[Entries shown — start]
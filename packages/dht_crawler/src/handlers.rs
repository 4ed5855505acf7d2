//! Replies to inbound queries (spec §4.8). Each handler is a pure function
//! of the query plus the node's stores — no network I/O here, that is the
//! dispatcher's job once a `Response` or `KRPCError` comes back.

use crate::peer_store::PeerStore;
use crate::token_store::TokenStore;
use krpc_encoding::compact::{Addr, NodeInfo};
use krpc_encoding::messages::{KRPCError, Query, Response};
use krpc_encoding::{InfoHash, NodeId};
use routing_table::RoutingTable;
use std::sync::{Arc, Mutex};

/// Maximum nodes returned in a `find_node`/`get_peers` fallback reply
/// (original_source: matches the table's own `k`).
const DEFAULT_NODE_REPLY_COUNT: usize = 8;

pub struct QueryHandlers {
    own_id: NodeId,
    table: Arc<Mutex<RoutingTable>>,
    tokens: Arc<TokenStore>,
    peers: Arc<PeerStore>,
}

impl QueryHandlers {
    pub fn new(
        own_id: NodeId,
        table: Arc<Mutex<RoutingTable>>,
        tokens: Arc<TokenStore>,
        peers: Arc<PeerStore>,
    ) -> QueryHandlers {
        QueryHandlers { own_id, table, tokens, peers }
    }

    pub fn table(&self) -> &Arc<Mutex<RoutingTable>> {
        &self.table
    }

    pub fn tokens(&self) -> &Arc<TokenStore> {
        &self.tokens
    }

    pub fn peers(&self) -> &Arc<PeerStore> {
        &self.peers
    }

    /// Dispatches `query` to the handler matching its method and returns
    /// either a `Response` to send back, or a `KRPCError` (spec §4.8: bad
    /// token, etc).
    pub fn handle(&self, query: &Query, source: Addr) -> Result<Response, KRPCError> {
        match query {
            Query::Ping { .. } => Ok(self.handle_ping()),
            Query::FindNode { target, .. } => Ok(self.handle_find_node(*target)),
            Query::GetPeers { info_hash, .. } => Ok(self.handle_get_peers(InfoHash(info_hash.0), source)),
            Query::AnnouncePeer { info_hash, token, implied_port, port, .. } => {
                self.handle_announce_peer(InfoHash(info_hash.0), token, *implied_port, *port, source)
            }
            Query::SampleInfoHashes { target, .. } => Ok(self.handle_find_node(*target)),
        }
    }

    fn handle_ping(&self) -> Response {
        Response::OnlyId { id: self.own_id }
    }

    fn handle_find_node(&self, target: NodeId) -> Response {
        let nodes = self.closest_node_infos(&target);
        Response::NextHop { id: self.own_id, token: None, nodes }
    }

    fn handle_get_peers(&self, info_hash: InfoHash, source: Addr) -> Response {
        let token = self.tokens.issue(&source);
        let known_peers = self.peers.get_peers(&info_hash, DEFAULT_NODE_REPLY_COUNT);

        if known_peers.is_empty() {
            let target = NodeId(info_hash.0);
            let nodes = self.closest_node_infos(&target);
            Response::NextHop { id: self.own_id, token: Some(token), nodes }
        } else {
            Response::GetPeers { id: self.own_id, token: Some(token), peers: known_peers }
        }
    }

    fn handle_announce_peer(
        &self,
        info_hash: InfoHash,
        token: &[u8],
        implied_port: bool,
        port: Option<u16>,
        source: Addr,
    ) -> Result<Response, KRPCError> {
        if !self.tokens.validate(token, &source) {
            return Err(KRPCError::protocol("bad token"));
        }

        let announced_port = if implied_port { source.port } else { port.unwrap_or(source.port) };
        let announced_addr = Addr::new(source.ip, announced_port);
        self.peers.announce(info_hash, announced_addr);
        Ok(Response::OnlyId { id: self.own_id })
    }

    fn closest_node_infos(&self, target: &NodeId) -> Vec<NodeInfo> {
        let table = self.table.lock().unwrap();
        table
            .closest(target, DEFAULT_NODE_REPLY_COUNT)
            .into_iter()
            .map(|node| NodeInfo::new(node.id, node.addr))
            .collect()
    }
}

#[cfg(test)]
mod tests {
    use super::*;
    use crate::peer_store::PeerStore;
    use crate::token_store::TokenStore;
    use routing_table::RoutingTable;
    use std::net::Ipv4Addr;
    use std::time::Duration;

    fn source() -> Addr {
        Addr::new(Ipv4Addr::new(203, 0, 113, 9), 6881)
    }

    fn handlers() -> QueryHandlers {
        let own_id = NodeId::random();
        QueryHandlers::new(
            own_id,
            Arc::new(Mutex::new(RoutingTable::new(own_id))),
            Arc::new(TokenStore::new(Duration::from_secs(600))),
            Arc::new(PeerStore::new(Duration::from_secs(1800), 100)),
        )
    }

    #[test]
    fn ping_echoes_own_id() {
        let handlers = handlers();
        let response = handlers.handle(&Query::Ping { id: NodeId::random() }, source()).unwrap();
        assert_eq!(response.id(), handlers.own_id);
    }

    #[test]
    fn find_node_on_empty_table_returns_no_nodes() {
        let handlers = handlers();
        let response = handlers
            .handle(&Query::FindNode { id: NodeId::random(), target: NodeId::random() }, source())
            .unwrap();
        match response {
            Response::NextHop { nodes, .. } => assert!(nodes.is_empty()),
            other => panic!("expected NextHop, got {:?}", other),
        }
    }

    #[test]
    fn get_peers_without_stored_peers_returns_token_and_nodes() {
        let handlers = handlers();
        let info_hash = [5u8; 20];
        let response = handlers
            .handle(&Query::GetPeers { id: NodeId::random(), info_hash: NodeId(info_hash) }, source())
            .unwrap();
        match response {
            Response::NextHop { token, .. } => assert!(token.is_some()),
            other => panic!("expected NextHop with a token, got {:?}", other),
        }
    }

    #[test]
    fn announce_peer_with_stale_token_is_rejected() {
        let handlers = handlers();
        let info_hash = NodeId([6u8; 20]);
        let err = handlers
            .handle(
                &Query::AnnouncePeer {
                    id: NodeId::random(),
                    implied_port: true,
                    port: None,
                    info_hash,
                    token: b"bogus".to_vec(),
                },
                source(),
            )
            .unwrap_err();
        assert_eq!(err.code(), 203);
    }

    #[test]
    fn get_peers_then_announce_peer_then_get_peers_round_trips() {
        let handlers = handlers();
        let info_hash = NodeId([7u8; 20]);

        let first = handlers
            .handle(&Query::GetPeers { id: NodeId::random(), info_hash }, source())
            .unwrap();
        let token = match first {
            Response::NextHop { token, .. } => token.unwrap(),
            other => panic!("expected NextHop, got {:?}", other),
        };

        handlers
            .handle(
                &Query::AnnouncePeer {
                    id: NodeId::random(),
                    implied_port: true,
                    port: None,
                    info_hash,
                    token,
                },
                source(),
            )
            .unwrap();

        let second = handlers
            .handle(&Query::GetPeers { id: NodeId::random(), info_hash }, source())
            .unwrap();
        match second {
            Response::GetPeers { peers, .. } => assert_eq!(peers, vec![source()]),
            other => panic!("expected GetPeers with a stored peer, got {:?}", other),
        }
    }
}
[Entries shown — finish]
- _Prompt_: Repeat all the entries word for word.

- _Answer space_:
filename packages/dht_crawler/src/handlers.rs
repository 4ed5855505acf7d2
//! Replies to inbound queries (spec §4.8). Each handler is a pure function
//! of the query plus the node's stores — no network I/O here, that is the
//! dispatcher's job once a `Response` or `KRPCError` comes back.

use crate::peer_store::PeerStore;
use crate::token_store::TokenStore;
use krpc_encoding::compact::{Addr, NodeInfo};
use krpc_encoding::messages::{KRPCError, Query, Response};
use krpc_encoding::{InfoHash, NodeId};
use routing_table::RoutingTable;
use std::sync::{Arc, Mutex};

/// Maximum nodes returned in a `find_node`/`get_peers` fallback reply
/// (original_source: matches the table's own `k`).
const DEFAULT_NODE_REPLY_COUNT: usize = 8;

pub struct QueryHandlers {
    own_id: NodeId,
    table: Arc<Mutex<RoutingTable>>,
    tokens: Arc<TokenStore>,
    peers: Arc<PeerStore>,
}

impl QueryHandlers {
    pub fn new(
        own_id: NodeId,
        table: Arc<Mutex<RoutingTable>>,
        tokens: Arc<TokenStore>,
        peers: Arc<PeerStore>,
    ) -> QueryHandlers {
        QueryHandlers { own_id, table, tokens, peers }
    }

    pub fn table(&self) -> &Arc<Mutex<RoutingTable>> {
        &self.table
    }

    pub fn tokens(&self) -> &Arc<TokenStore> {
        &self.tokens
    }

    pub fn peers(&self) -> &Arc<PeerStore> {
        &self.peers
    }

    /// Dispatches `query` to the handler matching its method and returns
    /// either a `Response` to send back, or a `KRPCError` (spec §4.8: bad
    /// token, etc).
    pub fn handle(&self, query: &Query, source: Addr) -> Result<Response, KRPCError> {
        match query {
            Query::Ping { .. } => Ok(self.handle_ping()),
            Query::FindNode { target, .. } => Ok(self.handle_find_node(*target)),
            Query::GetPeers { info_hash, .. } => Ok(self.handle_get_peers(InfoHash(info_hash.0), source)),
            Query::AnnouncePeer { info_hash, token, implied_port, port, .. } => {
                self.handle_announce_peer(InfoHash(info_hash.0), token, *implied_port, *port, source)
            }
            Query::SampleInfoHashes { target, .. } => Ok(self.handle_find_node(*target)),
        }
    }

    fn handle_ping(&self) -> Response {
        Response::OnlyId { id: self.own_id }
    }

    fn handle_find_node(&self, target: NodeId) -> Response {
        let nodes = self.closest_node_infos(&target);
        Response::NextHop { id: self.own_id, token: None, nodes }
    }

    fn handle_get_peers(&self, info_hash: InfoHash, source: Addr) -> Response {
        let token = self.tokens.issue(&source);
        let known_peers = self.peers.get_peers(&info_hash, DEFAULT_NODE_REPLY_COUNT);

        if known_peers.is_empty() {
            let target = NodeId(info_hash.0);
            let nodes = self.closest_node_infos(&target);
            Response::NextHop { id: self.own_id, token: Some(token), nodes }
        } else {
            Response::GetPeers { id: self.own_id, token: Some(token), peers: known_peers }
        }
    }

    fn handle_announce_peer(
        &self,
        info_hash: InfoHash,
        token: &[u8],
        implied_port: bool,
        port: Option<u16>,
        source: Addr,
    ) -> Result<Response, KRPCError> {
        if !self.tokens.validate(token, &source) {
            return Err(KRPCError::protocol("bad token"));
        }

        let announced_port = if implied_port { source.port } else { port.unwrap_or(source.port) };
        let announced_addr = Addr::new(source.ip, announced_port);
        self.peers.announce(info_hash, announced_addr);
        Ok(Response::OnlyId { id: self.own_id })
    }

    fn closest_node_infos(&self, target: &NodeId) -> Vec<NodeInfo> {
        let table = self.table.lock().unwrap();
        table
            .closest(target, DEFAULT_NODE_REPLY_COUNT)
            .into_iter()
            .map(|node| NodeInfo::new(node.id, node.addr))
            .collect()
    }
}

#[cfg(test)]
mod tests {
    use super::*;
    use crate::peer_store::PeerStore;
    use crate::token_store::TokenStore;
    use routing_table::RoutingTable;
    use std::net::Ipv4Addr;
    use std::time::Duration;

    fn source() -> Addr {
        Addr::new(Ipv4Addr::new(203, 0, 113, 9), 6881)
    }

    fn handlers() -> QueryHandlers {
        let own_id = NodeId::random();
        QueryHandlers::new(
            own_id,
            Arc::new(Mutex::new(RoutingTable::new(own_id))),
            Arc::new(TokenStore::new(Duration::from_secs(600))),
            Arc::new(PeerStore::new(Duration::from_secs(1800), 100)),
        )
    }

    #[test]
    fn ping_echoes_own_id() {
        let handlers = handlers();
        let response = handlers.handle(&Query::Ping { id: NodeId::random() }, source()).unwrap();
        assert_eq!(response.id(), handlers.own_id);
    }

    #[test]
    fn find_node_on_empty_table_returns_no_nodes() {
        let handlers = handlers();
        let response = handlers
            .handle(&Query::FindNode { id: NodeId::random(), target: NodeId::random() }, source())
            .unwrap();
        match response {
            Response::NextHop { nodes, .. } => assert!(nodes.is_empty()),
            other => panic!("expected NextHop, got {:?}", other),
        }
    }

    #[test]
    fn get_peers_without_stored_peers_returns_token_and_nodes() {
        let handlers = handlers();
        let info_hash = [5u8; 20];
        let response = handlers
            .handle(&Query::GetPeers { id: NodeId::random(), info_hash: NodeId(info_hash) }, source())
            .unwrap();
        match response {
            Response::NextHop { token, .. } => assert!(token.is_some()),
            other => panic!("expected NextHop with a token, got {:?}", other),
        }
    }

    #[test]
    fn announce_peer_with_stale_token_is_rejected() {
        let handlers = handlers();
        let info_hash = NodeId([6u8; 20]);
        let err = handlers
            .handle(
                &Query::AnnouncePeer {
                    id: NodeId::random(),
                    implied_port: true,
                    port: None,
                    info_hash,
                    token: b"bogus".to_vec(),
                },
                source(),
            )
            .unwrap_err();
        assert_eq!(err.code(), 203);
    }

    #[test]
    fn get_peers_then_announce_peer_then_get_peers_round_trips() {
        let handlers = handlers();
        let info_hash = NodeId([7u8; 20]);

        let first = handlers
            .handle(&Query::GetPeers { id: NodeId::random(), info_hash }, source())
            .unwrap();
        let token = match first {
            Response::NextHop { token, .. } => token.unwrap(),
            other => panic!("expected NextHop, got {:?}", other),
        };

        handlers
            .handle(
                &Query::AnnouncePeer {
                    id: NodeId::random(),
                    implied_port: true,
                    port: None,
                    info_hash,
                    token,
                },
                source(),
            )
            .unwrap();

        let second = handlers
            .handle(&Query::GetPeers { id: NodeId::random(), info_hash }, source())
            .unwrap();
        match second {
            Response::GetPeers { peers, .. } => assert_eq!(peers, vec![source()]),
            other => panic!("expected GetPeers with a stored peer, got {:?}", other),
        }
    }
}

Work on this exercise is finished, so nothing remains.